Introdução
A diabetes mellitus tipo 2 (DMT2) é uma patologia crónica e progressiva, cuja história natural assenta na interação entre fatores ambientais e genéticos predisponentes.
A fisiopatologia subjacente é complexa e engloba três mecanismos principais: o estado de insulinorresistência no tecido muscular, no tecido hepático e a falência da célula beta pancreática. Numa fase inicial, enquanto ocorre uma secreção eficiente de insulina, apesar da insulinorresistência no fígado e músculo, não existe hiperglicemia. Porém, ao longo da evolução da doença, há progressiva disfunção das células beta, conduzindo à elevação dos níveis de glicose séricos quer em jejum, quer pós-prandiais, levando ao desenvolvimento de DMT2.1 Associa-se a múltiplas complicações, macro e microvasculares, com elevado impacto na qualidade de vida dos doentes.

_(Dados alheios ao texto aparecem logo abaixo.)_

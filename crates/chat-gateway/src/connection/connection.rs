//! Shard connection
//!
//! A [`Connection`] is a cheap handle; the protocol state machine runs in a
//! spawned actor that owns the socket, the heartbeat timer and the backoff
//! timer. Commands, heartbeat signals and inbound frames are handled one at a
//! time by that actor, so a shard never has two transitions in flight.

use super::backoff::reconnect_delay;
use super::heartbeat::{HeartbeatSignal, HeartbeatTimer};
use super::state::{ConnectionState, ConnectionStatus};
use crate::error::GatewayError;
use crate::events::{
    DispatchEvent, GatewayEventType, GuildIdPayload, ReadyEvent, ShardEvent, UnavailableGuild,
};
use crate::protocol::{
    CloseAction, CloseCode, GatewayMessage, IdentifyPayload, OpCode, PresenceUpdatePayload,
    RequestGuildMembersPayload, ResumePayload,
};
use crate::transport::{Frame, FrameSink, FrameStream, GatewayConnector, GatewaySocket};
use chat_common::GatewayConfig;
use chat_core::Snowflake;
use futures::{SinkExt, StreamExt};
use parking_lot::{Mutex, RwLock};
use serde::Deserialize;
use std::sync::Arc;
use std::time::Duration;
use tokio::sync::{mpsc, oneshot};
use tokio::task::JoinHandle;
use tokio::time::{sleep, timeout, Instant};
use tracing::{debug, error, info, trace, warn};

/// Upper bound on the wait between socket open and Hello
pub const HELLO_TIMEOUT: Duration = Duration::from_secs(20);

/// Upper bound on writing a close frame during teardown
const CLOSE_TIMEOUT: Duration = Duration::from_secs(1);

/// Local close code that keeps the server-side session resumable
const RESUMABLE_CLOSE: u16 = 4000;

/// Normal closure; the server discards the session
const NORMAL_CLOSE: u16 = 1000;

/// Everything a connection needs from its owner
#[derive(Clone)]
pub struct ConnectionContext {
    pub token: Arc<str>,
    pub config: Arc<GatewayConfig>,
    pub connector: Arc<dyn GatewayConnector>,
    pub events: mpsc::UnboundedSender<ShardEvent>,
}

impl std::fmt::Debug for ConnectionContext {
    fn fmt(&self, f: &mut std::fmt::Formatter<'_>) -> std::fmt::Result {
        f.debug_struct("ConnectionContext")
            .field("token", &"<redacted>")
            .field("config", &self.config)
            .finish_non_exhaustive()
    }
}

enum Command {
    Send(GatewayMessage),
    Disconnect(oneshot::Sender<()>),
    Destroy(oneshot::Sender<()>),
}

enum Stop {
    Disconnect(Option<oneshot::Sender<()>>),
    Destroy(Option<oneshot::Sender<()>>),
}

enum SessionEnd {
    Reconnect {
        resume: bool,
        code: Option<u16>,
        reason: String,
    },
    Fatal(CloseCode),
    Stop(Stop),
}

enum Backoff {
    Retry,
    Stop(Stop),
    /// Attempts exhausted; terminal status already reported
    GiveUp,
}

impl SessionEnd {
    fn reconnect(resume: bool, reason: impl Into<String>) -> Self {
        Self::Reconnect {
            resume,
            code: None,
            reason: reason.into(),
        }
    }
}

/// Handle to one shard
pub struct Connection {
    shard_id: u32,
    state: Arc<RwLock<ConnectionState>>,
    context: ConnectionContext,
    commands: Mutex<Option<mpsc::UnboundedSender<Command>>>,
    task: Mutex<Option<JoinHandle<()>>>,
}

impl Connection {
    /// Create an idle connection for `shard_id` of `total_shards`
    pub fn new(
        shard_id: u32,
        total_shards: u32,
        context: ConnectionContext,
    ) -> Result<Self, GatewayError> {
        if total_shards == 0 {
            return Err(GatewayError::InvalidShardCount(total_shards));
        }
        if shard_id >= total_shards {
            return Err(GatewayError::InvalidShard {
                shard_id,
                total_shards,
            });
        }

        Ok(Self {
            shard_id,
            state: Arc::new(RwLock::new(ConnectionState::new(shard_id, total_shards))),
            context,
            commands: Mutex::new(None),
            task: Mutex::new(None),
        })
    }

    pub fn shard_id(&self) -> u32 {
        self.shard_id
    }

    /// Start the connect sequence in the background
    ///
    /// No-op if the connection is already running.
    pub fn connect(&self) -> Result<(), GatewayError> {
        let mut task = self.task.lock();
        if task.as_ref().is_some_and(|t| !t.is_finished()) {
            return Ok(());
        }

        {
            let mut state = self.state.write();
            if state.status == ConnectionStatus::Destroyed {
                return Err(GatewayError::Destroyed);
            }
            state.reconnect_attempts = 0;
        }

        let (tx, rx) = mpsc::unbounded_channel();
        let runner = ShardRunner {
            shard_id: self.shard_id,
            state: Arc::clone(&self.state),
            context: self.context.clone(),
            commands: rx,
            resuming: false,
            replayed: 0,
        };

        *self.commands.lock() = Some(tx);
        *task = Some(tokio::spawn(runner.run()));
        Ok(())
    }

    /// Current lifecycle status
    pub fn status(&self) -> ConnectionStatus {
        self.state.read().status
    }

    /// Copy of the full state
    pub fn snapshot(&self) -> ConnectionState {
        self.state.read().clone()
    }

    pub fn latency(&self) -> Option<Duration> {
        self.state.read().latency
    }

    pub fn sequence(&self) -> Option<u64> {
        self.state.read().sequence
    }

    pub fn session_id(&self) -> Option<String> {
        self.state.read().session_id.clone()
    }

    pub fn reconnect_attempts(&self) -> u32 {
        self.state.read().reconnect_attempts
    }

    /// Guilds currently owned by this shard
    pub fn guilds(&self) -> Vec<Snowflake> {
        self.state.read().guilds.iter().copied().collect()
    }

    pub fn owns_guild(&self, guild_id: Snowflake) -> bool {
        self.state.read().guilds.contains(&guild_id)
    }

    /// Queue a client message for sending
    pub fn send(&self, message: GatewayMessage) -> Result<(), GatewayError> {
        if !message.op.is_client_op() {
            return Err(GatewayError::UnsupportedOpcode(message.op));
        }
        if !self.status().can_send() {
            return Err(GatewayError::NotConnected);
        }
        self.command(Command::Send(message))
    }

    pub fn update_presence(&self, presence: &PresenceUpdatePayload) -> Result<(), GatewayError> {
        self.send(GatewayMessage::presence_update(presence)?)
    }

    pub fn request_guild_members(
        &self,
        request: &RequestGuildMembersPayload,
    ) -> Result<(), GatewayError> {
        self.send(GatewayMessage::request_guild_members(request)?)
    }

    /// Close cleanly and stop; the session is discarded
    pub async fn disconnect(&self) {
        let (ack_tx, ack_rx) = oneshot::channel();
        if self.command(Command::Disconnect(ack_tx)).is_ok() && ack_rx.await.is_ok() {
            self.join().await;
            return;
        }

        let mut state = self.state.write();
        if !state.status.is_terminal() {
            state.status = ConnectionStatus::Disconnected;
            state.clear_session();
        }
    }

    /// Close and tear down for good
    pub async fn destroy(&self) {
        let (ack_tx, ack_rx) = oneshot::channel();
        if self.command(Command::Destroy(ack_tx)).is_ok() && ack_rx.await.is_ok() {
            self.join().await;
            return;
        }

        {
            let mut state = self.state.write();
            if state.status == ConnectionStatus::Destroyed {
                return;
            }
            state.status = ConnectionStatus::Destroyed;
            state.clear_session();
        }
        let _ = self.context.events.send(ShardEvent::Destroyed {
            shard_id: self.shard_id,
            requested: true,
        });
    }

    fn command(&self, command: Command) -> Result<(), GatewayError> {
        self.commands
            .lock()
            .as_ref()
            .ok_or(GatewayError::NotConnected)?
            .send(command)
            .map_err(|_| GatewayError::ChannelClosed)
    }

    async fn join(&self) {
        let task = self.task.lock().take();
        if let Some(task) = task {
            let _ = task.await;
        }
    }
}

impl Drop for Connection {
    fn drop(&mut self) {
        if let Some(task) = self.task.lock().take() {
            task.abort();
        }
    }
}

impl std::fmt::Debug for Connection {
    fn fmt(&self, f: &mut std::fmt::Formatter<'_>) -> std::fmt::Result {
        let state = self.state.read();
        f.debug_struct("Connection")
            .field("shard_id", &self.shard_id)
            .field("status", &state.status)
            .field("sequence", &state.sequence)
            .finish()
    }
}

/// The connection actor
struct ShardRunner {
    shard_id: u32,
    state: Arc<RwLock<ConnectionState>>,
    context: ConnectionContext,
    commands: mpsc::UnboundedReceiver<Command>,
    /// Resume sent, RESUMED not yet received
    resuming: bool,
    /// Dispatches received while resuming
    replayed: u64,
}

Em termos epidemiológicos, estima-se que 6,28% da população mundial tenha DMT2, o que corresponde a cerca de 462 milhões de doentes.2 A elevada prevalência desta patologia, a sua morbimortalidade e consequente impacto socioeconómico, tornam-na num dos principais desafios em saúde do século XXI.3
Neste sentido, ao longo das últimas décadas, tem-se assistido a um esforço continuado por parte da comunidade científica internacional para o desenvolvimento de novas opções farmacológicas eficazes no controlo glicémico da DMT2, sem efeitos secundários indesejáveis que condicionem a sua utilização.

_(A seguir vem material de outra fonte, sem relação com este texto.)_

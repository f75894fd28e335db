//! Connection management
//!
//! One actor per shard, the heartbeat timer it drives, and the manager that
//! spawns, routes to and aggregates the shards.

mod backoff;
mod connection;
mod heartbeat;
mod manager;
mod state;

pub use backoff::{delay_with_sample, reconnect_delay};
pub use connection::{Connection, ConnectionContext, HELLO_TIMEOUT};
pub use heartbeat::{HeartbeatSignal, HeartbeatTimer};
pub use manager::{route, ConnectionManager, ManagerStats};
pub use state::{ConnectionState, ConnectionStatus};
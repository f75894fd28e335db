//! Tracing and logging setup
//!
//! Configures the `tracing` subscriber with environment-based filtering.

use tracing::Level;
use tracing_subscriber::{
    fmt::{self, format::FmtSpan},
    layer::SubscriberExt,
    util::{SubscriberInitExt, TryInitError},
    EnvFilter,
};

/// Tracing configuration options
#[derive(Debug, Clone)]
pub struct TracingConfig {
    /// Log level filter used when `RUST_LOG` is not set
    pub level: Level,
    /// Enable JSON output format
    pub json: bool,
    /// Include span events (new, close)
    pub span_events: bool,
    /// Include file and line numbers
    pub file_line: bool,
    /// Include thread names
    pub thread_names: bool,
}

impl Default for TracingConfig {
    fn default() -> Self {
        Self {
            level: Level::INFO,
            json: false,
            span_events: false,
            file_line: true,
            thread_names: false,
        }
    }
}

impl TracingConfig {
    /// Create a development configuration with debug logging
    #[must_use]
    pub fn development() -> Self {
        Self {
            level: Level::DEBUG,
            json: false,
            span_events: true,
            file_line: true,
            thread_names: true,
        }
    }

    /// Create a production configuration with JSON logging
    #[must_use]
    pub fn production() -> Self {
        Self {
            level: Level::INFO,
            json: true,
            span_events: false,
            file_line: false,
            thread_names: false,
        }
    }

    /// Pick the preset matching the client's `debug` setting
    #[must_use]
    pub fn for_debug(debug: bool) -> Self {
        if debug {
            Self::development()
        } else {
            Self::default()
        }
    }

    fn span_events(&self) -> FmtSpan {
        if self.span_events {
            FmtSpan::NEW | FmtSpan::CLOSE
        } else {
            FmtSpan::NONE
        }
    }
}

/// Initialize the tracing subscriber
///
/// Uses `RUST_LOG` for filtering if set, otherwise the configured level.
///
/// # Panics
/// Panics if a global subscriber is already set.
pub fn init_tracing(config: TracingConfig) {
    if let Err(e) = install(&config) {
        panic!("failed to install tracing subscriber: {e}");
    }
}

/// Try to initialize tracing
///
/// Unlike `init_tracing`, this function will not panic if called multiple times.
pub fn try_init_tracing(config: TracingConfig) -> Result<(), TracingError> {
    install(&config).map_err(|_| TracingError::AlreadyInitialized)
}

fn install(config: &TracingConfig) -> Result<(), TryInitError> {
    let env_filter = EnvFilter::try_from_default_env()
        .unwrap_or_else(|_| EnvFilter::new(config.level.to_string()));

    let fmt_layer = fmt::layer()
        .with_file(config.file_line)
        .with_line_number(config.file_line)
        .with_thread_names(config.thread_names)
        .with_span_events(config.span_events());

    if config.json {
        tracing_subscriber::registry()
            .with(env_filter)
            .with(fmt_layer.json())
            .try_init()
    } else {
        tracing_subscriber::registry()
            .with(env_filter)
            .with(fmt_layer)
            .try_init()
    }
}

/// Tracing initialization errors
#[derive(Debug, thiserror::Error)]
pub enum TracingError {
    #[error("Tracing subscriber already initialized")]
    AlreadyInitialized,
}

Os inibidores do co-transportador de sódio-glicose 2 (iSGLT2) são uma nova classe de antidiabéticos orais, cujo mecanismo de ação assenta na diminuição da reabsorção de glicose ao nível do túbulo contornado proximal, com consequente aumento da excreção de glicose na urina e diminuição da glicémia.4 Os efeitos benéficos compreendem, além do controlo glicémico, a redução da pressão arterial, do peso, da albuminúria e de eventos cardiovasculares, sobretudo no contexto de insuficiência cardíaca.5,6) Não obstante, a glicosúria induzida por estes fármacos pode levar ao aparecimento de alguns efeitos adversos que, pela sua frequência, merecem uma investigação adicional.

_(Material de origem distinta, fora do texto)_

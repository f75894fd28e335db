//! # chat-gateway
//!
//! Sharded gateway client: protocol types, the per-shard connection state
//! machine, heartbeats and the shard manager.

pub mod connection;
pub mod error;
pub mod events;
pub mod protocol;
pub mod transport;

pub use connection::{
    route, Connection, ConnectionContext, ConnectionManager, ConnectionState, ConnectionStatus,
    ManagerStats,
};
pub use error::{GatewayError, GatewayResult};
pub use events::{DispatchEvent, EventHandler, GatewayEventType, ShardEvent};
pub use protocol::{CloseAction, CloseCode, GatewayMessage, OpCode};
pub use transport::{GatewayConnector, TungsteniteConnector};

Existe evidência que relaciona a toma de iSGLT2 com o aumento da frequência de infeções genitais.7-9 A associação com a ocorrência de infeções do trato urinário (ITU) também tem sido alvo de ampla discussão, havendo inclusive relatos de casos de doentes com urosépsis e necessidade de internamento.10 Porém, a evidência sobre a relação entre a terapêutica com iSGLT2 e o aumento da frequência destes eventos não aparenta ser congruente.7,11,12
Neste contexto, o objetivo do presente artigo passa por rever e analisar a evidência atual sobre a possível associação entre a utilização de iSGLT2 em doentes com DMT2 e a ocorrência de ITU.
Métodos
Realizou-se uma pesquisa bibliográfica de normas de orientação clínica (NOC) publicadas na The National Institute for Health and Care Excellence (NICE), meta-análises (MA), revisões sistemáticas (RS) e ensaios clínicos controlados e aleatorizados (ECCA) na The Cochrane Library (CENTRAL) e PubMed. A pesquisa incluiu apenas estudos em humanos e publicados na última década, nas línguas portuguesa, espanhola e inglesa. Utilizaram-se os termos MeSH: ‘Urinary Tract Infection’; ‘Sodium-Glucose Transporter 2 Inhibitors’ e ‘Diabetes Mellitus, Type 2’.
Os critérios utilizados para a inclusão de estudos nesta revisão foram definidos segundo o modelo PICO (população, intervenção, comparação, outcome). Foi definida como população alvo indivíduos adultos (≥18 anos), de ambos os sexos, com o diagnóstico de DMT2 e em que a intervenção terapêutica consistiu na administração de um iSGLT2, podendo ser qualquer um dos fármacos atualmente em comercialização ou em investigação, em comparação com ausência de qualquer intervenção ou utilização de placebo. O outcome estudado foi a ocorrência de ITU, considerando que o diagnóstico foi realizado com base em sinais e sintomas sugestivos das mesmas, de acordo com o Medical Dictionary for Regulatory Activities (MedDRA).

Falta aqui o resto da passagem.